Hamish is probably the leading expert on ISIL CBRN capabilities and plans. He also travels regularly to Iraq and other Middle and Far Eastern countries advising on CBRN Counter Terrorism. Today Hamish gives advice to senior UK Government and military members on CBRN and Syria, and is frequently seen on global news channels providing expert commentary, and writes in UK, Middle East and US news journals. He helps Bear Grylls write his new fiction adventure series; Ghostflight, the first of the trilogy was published in Jul 15 and Burning Angels the second in Jul 16, both are international bestsellers.
Dr Saleyha Ahsan
Dr Saleyha Ahsan is on the front line of medicine, currently working as an emergency medicine doctor in Bangor Hospital, North Wales. She also works as a humanitarian doctor in conflict zones and has been studying and following the targeting of healthcare in war since the 1990s. This work has taken her to Kashmir, Palestine, Libya and Syria. She’s a former British Army Captain who served in Bosnia, as part of the Nato Stabilisation Force as a medical support officer. It was there she was inspired to retrain as a doctor. Saleyha has a Master’s degree in International Human Rights and Humanitarian Law and works as a freelance filmmaker and journalist reporting on international stories, particularly global health as well as on healthcare in the UK.

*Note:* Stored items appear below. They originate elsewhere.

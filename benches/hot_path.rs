use criterion::{black_box, criterion_group, criterion_main, Criterion};
use std::sync::Arc;

use deltanorm::protocol::anthropic::stream::AnthropicStreamDecoder;
use deltanorm::protocol::canonical::{Delta, FinishReason, ModelInfo, RawUsage, ToolCallFragment};
use deltanorm::protocol::openai_chat::stream::OpenAiChatDecoder;
use deltanorm::protocol::DeltaDecoder;
use deltanorm::stream::{
    AssemblyMode, ManualClock, NoPricing, NormalizerOptions, SseEvent, SseParser,
    StreamNormalizer, TagSplitter, UsageAccumulator,
};

fn reasoning_text(len: usize) -> String {
    let mut text = String::with_capacity(len + 64);
    text.push_str("<think>");
    while text.len() < len / 2 {
        text.push_str("weighing the <options> carefully, ");
    }
    text.push_str("</think>");
    while text.len() < len {
        text.push_str("here is the answer with <b>markup</b>. ");
    }
    text
}

fn chunks(text: &str, size: usize) -> Vec<&str> {
    let mut out = Vec::new();
    let mut rest = text;
    while !rest.is_empty() {
        let mut end = size.min(rest.len());
        while !rest.is_char_boundary(end) {
            end += 1;
        }
        out.push(&rest[..end]);
        rest = &rest[end..];
    }
    out
}

fn openai_sse_body(content_chunks: usize) -> String {
    let mut body = String::new();
    for idx in 0..content_chunks {
        body.push_str("data: {\"id\":\"chatcmpl_b\",\"object\":\"chat.completion.chunk\",\"choices\":[{\"index\":0,\"delta\":{\"content\":\"token ");
        body.push_str(&idx.to_string());
        body.push_str(" \"},\"finish_reason\":null}]}\n\n");
    }
    body.push_str(
        "data: {\"choices\":[],\"usage\":{\"prompt_tokens\":100,\"completion_tokens\":200}}\n\n",
    );
    body.push_str("data: [DONE]\n\n");
    body
}

fn usage_accumulator() -> UsageAccumulator {
    UsageAccumulator::new(
        ModelInfo::unpriced("bench"),
        Arc::new(NoPricing),
        Arc::new(ManualClock::new(0)),
    )
}

fn bench_tag_splitter(c: &mut Criterion) {
    let text = reasoning_text(4096);
    let small = chunks(&text, 4);
    let medium = chunks(&text, 64);

    c.bench_function("tag_splitter_4k_chunks_4b", |b| {
        b.iter(|| {
            let mut splitter = TagSplitter::new("think");
            let mut emitted = 0_usize;
            for piece in &small {
                emitted += splitter.update(black_box(piece)).len();
            }
            emitted += splitter.finish().len();
            black_box(emitted)
        });
    });

    c.bench_function("tag_splitter_4k_chunks_64b", |b| {
        b.iter(|| {
            let mut splitter = TagSplitter::new("think");
            let mut emitted = 0_usize;
            for piece in &medium {
                emitted += splitter.update(black_box(piece)).len();
            }
            emitted += splitter.finish().len();
            black_box(emitted)
        });
    });
}

fn bench_sse_parser(c: &mut Criterion) {
    let body = openai_sse_body(256);
    let pieces = chunks(&body, 512);

    c.bench_function("sse_parser_openai_256_frames", |b| {
        b.iter(|| {
            let mut parser = SseParser::new();
            let mut events = Vec::with_capacity(260);
            for piece in &pieces {
                parser.feed_into(black_box(piece), &mut events);
            }
            parser.finish(&mut events);
            black_box(events.len())
        });
    });
}

fn bench_decoders(c: &mut Criterion) {
    let openai_frame = SseEvent {
        data: "{\"id\":\"chatcmpl_b\",\"object\":\"chat.completion.chunk\",\"choices\":[{\"index\":0,\"delta\":{\"content\":\"hello world\"},\"finish_reason\":null}]}".to_string(),
        ..SseEvent::default()
    };
    c.bench_function("decode_openai_content_chunk", |b| {
        let mut decoder = OpenAiChatDecoder::new();
        b.iter(|| black_box(decoder.decode(black_box(&openai_frame)).expect("decode")));
    });

    let anthropic_frame = SseEvent {
        event: Some("content_block_delta".to_string()),
        data: "{\"type\":\"content_block_delta\",\"index\":0,\"delta\":{\"type\":\"text_delta\",\"text\":\"hello world\"}}".to_string(),
        id: None,
    };
    c.bench_function("decode_anthropic_text_delta", |b| {
        let mut decoder = AnthropicStreamDecoder::new();
        b.iter(|| black_box(decoder.decode(black_box(&anthropic_frame)).expect("decode")));
    });
}

fn bench_normalizer(c: &mut Criterion) {
    let text = reasoning_text(2048);
    let content = chunks(&text, 16);
    let arguments = "{\"path\":\"/var/log\",\"pattern\":\"error\",\"limit\":100}";
    let argument_pieces = chunks(arguments, 4);

    let build_deltas = || {
        let mut deltas: Vec<Delta> = content.iter().map(|piece| Delta::text(*piece)).collect();
        for (idx, piece) in argument_pieces.iter().enumerate() {
            deltas.push(Delta::tool_call(ToolCallFragment {
                index: 0,
                id: (idx == 0).then(|| "call_bench".to_string()),
                name: (idx == 0).then(|| "grep".to_string()),
                arguments: Some((*piece).to_string()),
            }));
        }
        deltas.push(Delta::default().with_finish(FinishReason::ToolCalls));
        deltas.push(Delta::usage(RawUsage {
            input_tokens: 100,
            output_tokens: 200,
            ..RawUsage::default()
        }));
        deltas
    };

    for (label, mode) in [
        ("normalizer_2k_text_and_tool_sequential", AssemblyMode::Sequential),
        ("normalizer_2k_text_and_tool_interleaved", AssemblyMode::Interleaved),
    ] {
        let options = NormalizerOptions {
            reasoning_tag: Some("think".to_string()),
            tool_call_mode: mode,
            ..NormalizerOptions::default()
        };
        c.bench_function(label, |b| {
            b.iter_batched(
                build_deltas,
                |deltas| {
                    let mut normalizer =
                        StreamNormalizer::new(options.clone(), usage_accumulator());
                    let mut events = Vec::with_capacity(deltas.len() + 4);
                    for delta in deltas {
                        normalizer.push_delta(delta, &mut events);
                    }
                    normalizer.finish(&mut events);
                    black_box(events.len())
                },
                criterion::BatchSize::SmallInput,
            );
        });
    }
}

criterion_group!(
    benches,
    bench_tag_splitter,
    bench_sse_parser,
    bench_decoders,
    bench_normalizer
);
criterion_main!(benches);
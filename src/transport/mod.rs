mod http_transport;
mod retry_policy;

pub use http_transport::HttpTransport;
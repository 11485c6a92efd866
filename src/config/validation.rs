use std::collections::HashSet;

use super::{AppConfig, ConfigError, PricingConfig, ReasoningTagSetting, UpstreamServiceConfig};
use crate::protocol::canonical::ProviderKind;

/// Validate the full application config, returning an error if any rule is violated.
///
/// # Errors
///
/// Returns [`ConfigError::Validation`] when any configuration invariant is violated.
pub fn validate_config(config: &AppConfig) -> Result<(), ConfigError> {
    validate_transport_config(config)?;
    validate_upstream_services(config)?;
    validate_log_level(config)?;
    Ok(())
}

fn validation_err(msg: impl Into<String>) -> ConfigError {
    ConfigError::Validation(msg.into())
}

fn validate_transport_config(config: &AppConfig) -> Result<(), ConfigError> {
    let transport = &config.transport;
    if transport.http_pool_max_idle_per_host == 0 {
        return Err(validation_err(
            "transport.http_pool_max_idle_per_host must be greater than 0",
        ));
    }
    if transport.timeout == 0 {
        return Err(validation_err("transport.timeout must be greater than 0"));
    }
    if transport.connect_timeout == 0 {
        return Err(validation_err(
            "transport.connect_timeout must be greater than 0",
        ));
    }
    Ok(())
}

fn validate_upstream_services(config: &AppConfig) -> Result<(), ConfigError> {
    if config.upstream_services.is_empty() {
        return Err(validation_err("upstream_services cannot be empty"));
    }

    let mut names = HashSet::new();
    for svc in &config.upstream_services {
        if svc.name.trim().is_empty() {
            return Err(validation_err("upstream service name cannot be empty"));
        }
        if !names.insert(svc.name.as_str()) {
            return Err(validation_err(format!(
                "Duplicate upstream service name '{}'",
                svc.name
            )));
        }
        validate_service(svc)?;
    }

    let defaults = config
        .upstream_services
        .iter()
        .filter(|svc| svc.is_default)
        .count();
    if defaults > 1 {
        return Err(validation_err(
            "At most one upstream service can be marked is_default",
        ));
    }

    Ok(())
}

fn validate_service(svc: &UpstreamServiceConfig) -> Result<(), ConfigError> {
    if !svc.base_url.starts_with("http://") && !svc.base_url.starts_with("https://") {
        return Err(validation_err(format!(
            "Service '{}': base_url must start with http:// or https://",
            svc.name
        )));
    }
    if svc.api_key.trim().is_empty() {
        return Err(validation_err(format!(
            "Service '{}': api_key cannot be empty",
            svc.name
        )));
    }
    if ProviderKind::from_config_name(&svc.provider).is_none() {
        return Err(validation_err(format!(
            "Service '{}': unknown provider '{}'. Must be one of: openai, anthropic, gemini",
            svc.name, svc.provider
        )));
    }
    if svc.model.trim().is_empty() {
        return Err(validation_err(format!(
            "Service '{}': model cannot be empty",
            svc.name
        )));
    }
    if svc.max_tokens == Some(0) {
        return Err(validation_err(format!(
            "Service '{}': max_tokens must be greater than 0 when set",
            svc.name
        )));
    }
    if let ReasoningTagSetting::Tag(tag) = &svc.reasoning_tag {
        if tag.trim().is_empty() || tag.contains(['<', '>', '/']) {
            return Err(validation_err(format!(
                "Service '{}': reasoning_tag must be a bare, non-empty tag name",
                svc.name
            )));
        }
    }
    if let Some(pricing) = &svc.pricing {
        validate_pricing(&svc.name, pricing)?;
    }
    validate_proxy_url(&svc.name, svc.proxy.as_deref())
}

fn validate_pricing(service_name: &str, pricing: &PricingConfig) -> Result<(), ConfigError> {
    let prices = [
        ("input", pricing.input),
        ("output", pricing.output),
        ("cache_write", pricing.cache_write),
        ("cache_read", pricing.cache_read),
    ];
    for (field, price) in prices {
        if !price.is_finite() || price < 0.0 {
            return Err(validation_err(format!(
                "Service '{service_name}': pricing.{field} must be a non-negative number"
            )));
        }
    }
    Ok(())
}

fn validate_proxy_url(service_name: &str, proxy: Option<&str>) -> Result<(), ConfigError> {
    let Some(proxy) = proxy.map(str::trim) else {
        return Ok(());
    };
    if proxy.is_empty() {
        return Err(validation_err(format!(
            "Service '{service_name}': proxy cannot be empty when set"
        )));
    }
    let parsed = url::Url::parse(proxy).map_err(|err| {
        validation_err(format!(
            "Service '{service_name}': proxy is not a valid URL: {err}"
        ))
    })?;
    if !matches!(parsed.scheme(), "http" | "https") {
        return Err(validation_err(format!(
            "Service '{service_name}': proxy must use http:// or https://"
        )));
    }
    Ok(())
}

fn validate_log_level(config: &AppConfig) -> Result<(), ConfigError> {
    let valid_levels = ["DEBUG", "INFO", "WARNING", "ERROR", "CRITICAL", "DISABLED"];
    if !valid_levels.contains(&config.features.log_level.to_uppercase().as_str()) {
        return Err(validation_err(format!(
            "log_level must be one of {valid_levels:?}"
        )));
    }
    Ok(())
}
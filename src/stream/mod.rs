pub mod normalizer;
pub mod sse;
pub mod tag_splitter;
pub mod tool_calls;
pub mod usage;

pub use normalizer::{NormalizerOptions, NormalizerPhase, ReasoningGate, StreamNormalizer};
pub use sse::{sse_frame_stream, SseEvent, SseParser};
pub use tag_splitter::{TagSpan, TagSplitter};
pub use tool_calls::{AssemblyMode, PendingToolCall, ToolCallAssembler};
pub use usage::{
    Clock, ManualClock, NoPricing, PerMillionPricing, Pricing, SystemClock, UsageAccumulator,
};
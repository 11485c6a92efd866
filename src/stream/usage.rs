use std::fmt;
use std::sync::atomic::{AtomicU64, Ordering};
use std::sync::Arc;
use std::time::Instant;

use crate::protocol::canonical::{ModelInfo, RawUsage, UsageSnapshot};

// ---------------------------------------------------------------------------
// Collaborators
// ---------------------------------------------------------------------------

/// Millisecond wall-clock source.
pub trait Clock: Send + Sync {
    fn now_ms(&self) -> u64;
}

/// Monotonic clock anchored at construction time.
#[derive(Debug, Clone, Copy)]
pub struct SystemClock {
    origin: Instant,
}

impl SystemClock {
    #[must_use]
    pub fn new() -> Self {
        Self {
            origin: Instant::now(),
        }
    }
}

impl Default for SystemClock {
    fn default() -> Self {
        Self::new()
    }
}

impl Clock for SystemClock {
    fn now_ms(&self) -> u64 {
        u64::try_from(self.origin.elapsed().as_millis()).unwrap_or(u64::MAX)
    }
}

/// Settable clock for deterministic tests.
#[derive(Debug, Default)]
pub struct ManualClock {
    now: AtomicU64,
}

impl ManualClock {
    #[must_use]
    pub fn new(start_ms: u64) -> Self {
        Self {
            now: AtomicU64::new(start_ms),
        }
    }

    pub fn set(&self, ms: u64) {
        self.now.store(ms, Ordering::Relaxed);
    }

    pub fn advance(&self, ms: u64) {
        self.now.fetch_add(ms, Ordering::Relaxed);
    }
}

impl Clock for ManualClock {
    fn now_ms(&self) -> u64 {
        self.now.load(Ordering::Relaxed)
    }
}

/// Injected cost function.
///
/// `uncached_input` already excludes cache reads and writes.
pub trait Pricing: Send + Sync {
    fn cost(
        &self,
        model: &ModelInfo,
        uncached_input: u64,
        output: u64,
        cache_write: u64,
        cache_read: u64,
    ) -> f64;
}

impl<F> Pricing for F
where
    F: Fn(&ModelInfo, u64, u64, u64, u64) -> f64 + Send + Sync,
{
    fn cost(
        &self,
        model: &ModelInfo,
        uncached_input: u64,
        output: u64,
        cache_write: u64,
        cache_read: u64,
    ) -> f64 {
        self(model, uncached_input, output, cache_write, cache_read)
    }
}

/// Prices from [`ModelInfo`], in USD per million tokens.
#[derive(Debug, Clone, Copy, Default)]
pub struct PerMillionPricing;

impl Pricing for PerMillionPricing {
    #[allow(clippy::cast_precision_loss)]
    fn cost(
        &self,
        model: &ModelInfo,
        uncached_input: u64,
        output: u64,
        cache_write: u64,
        cache_read: u64,
    ) -> f64 {
        let micro = uncached_input as f64 * model.input_price
            + output as f64 * model.output_price
            + cache_write as f64 * model.cache_write_price
            + cache_read as f64 * model.cache_read_price;
        micro / 1_000_000.0
    }
}

/// Always free.
#[derive(Debug, Clone, Copy, Default)]
pub struct NoPricing;

impl Pricing for NoPricing {
    fn cost(&self, _: &ModelInfo, _: u64, _: u64, _: u64, _: u64) -> f64 {
        0.0
    }
}

// ---------------------------------------------------------------------------
// Accumulator
// ---------------------------------------------------------------------------

/// Tracks token counts and timestamps for one stream and derives the final
/// [`UsageSnapshot`].
pub struct UsageAccumulator {
    model: ModelInfo,
    pricing: Arc<dyn Pricing>,
    clock: Arc<dyn Clock>,
    start_ms: Option<u64>,
    first_token_ms: Option<u64>,
    last_usage: Option<RawUsage>,
}

impl fmt::Debug for UsageAccumulator {
    fn fmt(&self, f: &mut fmt::Formatter<'_>) -> fmt::Result {
        f.debug_struct("UsageAccumulator")
            .field("model", &self.model.id)
            .field("start_ms", &self.start_ms)
            .field("first_token_ms", &self.first_token_ms)
            .field("last_usage", &self.last_usage)
            .finish_non_exhaustive()
    }
}

impl UsageAccumulator {
    #[must_use]
    pub fn new(model: ModelInfo, pricing: Arc<dyn Pricing>, clock: Arc<dyn Clock>) -> Self {
        Self {
            model,
            pricing,
            clock,
            start_ms: None,
            first_token_ms: None,
            last_usage: None,
        }
    }

    /// Accumulator on the system clock with [`PerMillionPricing`].
    #[must_use]
    pub fn with_system_clock(model: ModelInfo) -> Self {
        Self::new(
            model,
            Arc::new(PerMillionPricing),
            Arc::new(SystemClock::new()),
        )
    }

    #[must_use]
    pub fn model(&self) -> &ModelInfo {
        &self.model
    }

    #[must_use]
    pub fn is_started(&self) -> bool {
        self.start_ms.is_some()
    }

    /// Record the stream start. Only the first call counts.
    pub fn start_clock(&mut self) {
        if self.start_ms.is_none() {
            self.start_ms = Some(self.clock.now_ms());
        }
    }

    /// Called once per delta; the first visible one fixes the first-token time.
    pub fn observe_token(&mut self, has_visible_content: bool) {
        if !has_visible_content || self.first_token_ms.is_some() {
            return;
        }
        self.start_clock();
        self.first_token_ms = Some(self.clock.now_ms());
    }

    /// Backends resend cumulative totals, so the newest report replaces the
    /// previous one.
    pub fn observe_usage(&mut self, usage: RawUsage) {
        self.last_usage = Some(usage);
    }

    #[must_use]
    pub fn has_usage(&self) -> bool {
        self.last_usage.is_some()
    }

    /// Compute the snapshot. Returns `None` when no usage was ever observed,
    /// and on every call after the first.
    pub fn finish(&mut self) -> Option<UsageSnapshot> {
        let usage = self.last_usage.take()?;
        let end_ms = self.clock.now_ms();
        let start_ms = self.start_ms.unwrap_or(end_ms);

        let total_latency_ms = end_ms.saturating_sub(start_ms);
        let first_token_latency_ms = self
            .first_token_ms
            .map_or(total_latency_ms, |first| first.saturating_sub(start_ms));
        let tokens_per_second = tokens_per_second(
            usage.output_tokens,
            total_latency_ms,
            first_token_latency_ms,
        );

        let cached_input = usage
            .cache_read_tokens
            .saturating_add(usage.cache_write_tokens);
        let uncached_input = usage.input_tokens.saturating_sub(cached_input);
        let cost = self.pricing.cost(
            &self.model,
            uncached_input,
            usage.output_tokens,
            usage.cache_write_tokens,
            usage.cache_read_tokens,
        );

        Some(UsageSnapshot {
            input_tokens: usage.input_tokens,
            output_tokens: usage.output_tokens,
            cache_read_tokens: usage.cache_read_tokens,
            cache_write_tokens: usage.cache_write_tokens,
            cost,
            tokens_per_second,
            first_token_latency_ms,
            total_latency_ms,
        })
    }
}

/// Decode throughput, excluding time-to-first-token when there is enough
/// data to do so.
#[allow(clippy::cast_precision_loss)]
fn tokens_per_second(output_tokens: u64, total_ms: u64, first_token_ms: u64) -> f64 {
    if output_tokens > 1 && total_ms > first_token_ms {
        (output_tokens - 1) as f64 * 1000.0 / (total_ms - first_token_ms) as f64
    } else if output_tokens > 0 && total_ms > 0 {
        output_tokens as f64 * 1000.0 / total_ms as f64
    } else {
        0.0
    }
}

Saleyha featured in Panorama’s Saving Syria’s Children observing the life of medics and their patients during the war in 2013. She contributes to the Guardian’s Comment is Free pages in matters relating to conflict, health, civil liberties and humanitarian law. She is a founding member of Doctors Under Fire and the Phoenix Foundation and she is proud to be a trustee for Internews Europe and the Frontline Freelance Register.
Toby Cadman is an international law specialist and co-founder of Guernica 37 International Justice Chambers. He has extensive experience in the fields of public international law, war crimes, human rights, terrorism and extradition law. Toby’s particular area of expertise is international legal obligations and the UN system of protection. He has served as counsel in a number of high profile international cases, appearing before the International Criminal Court, the International Criminal Tribunal for the Former Yugoslavia, the International Crimes Tribunal Bangladesh, the European Court of Human Rights, the Bosnian War Crimes Chamber and the UN Human Rights Committee.
He is member of the Bar of England and Wales and the co-founder Guernica 37 International Justice Chambers, President of the International Forum for Democracy and Human Rights and the Founding Partner of the TMC Advisory Group. Toby lectures extensively on international humanitarian law, criminal procedure and human rights law and has provided extensive advice and training to judges, prosecutors and defence lawyers throughout the Balkans and Southeast Asia.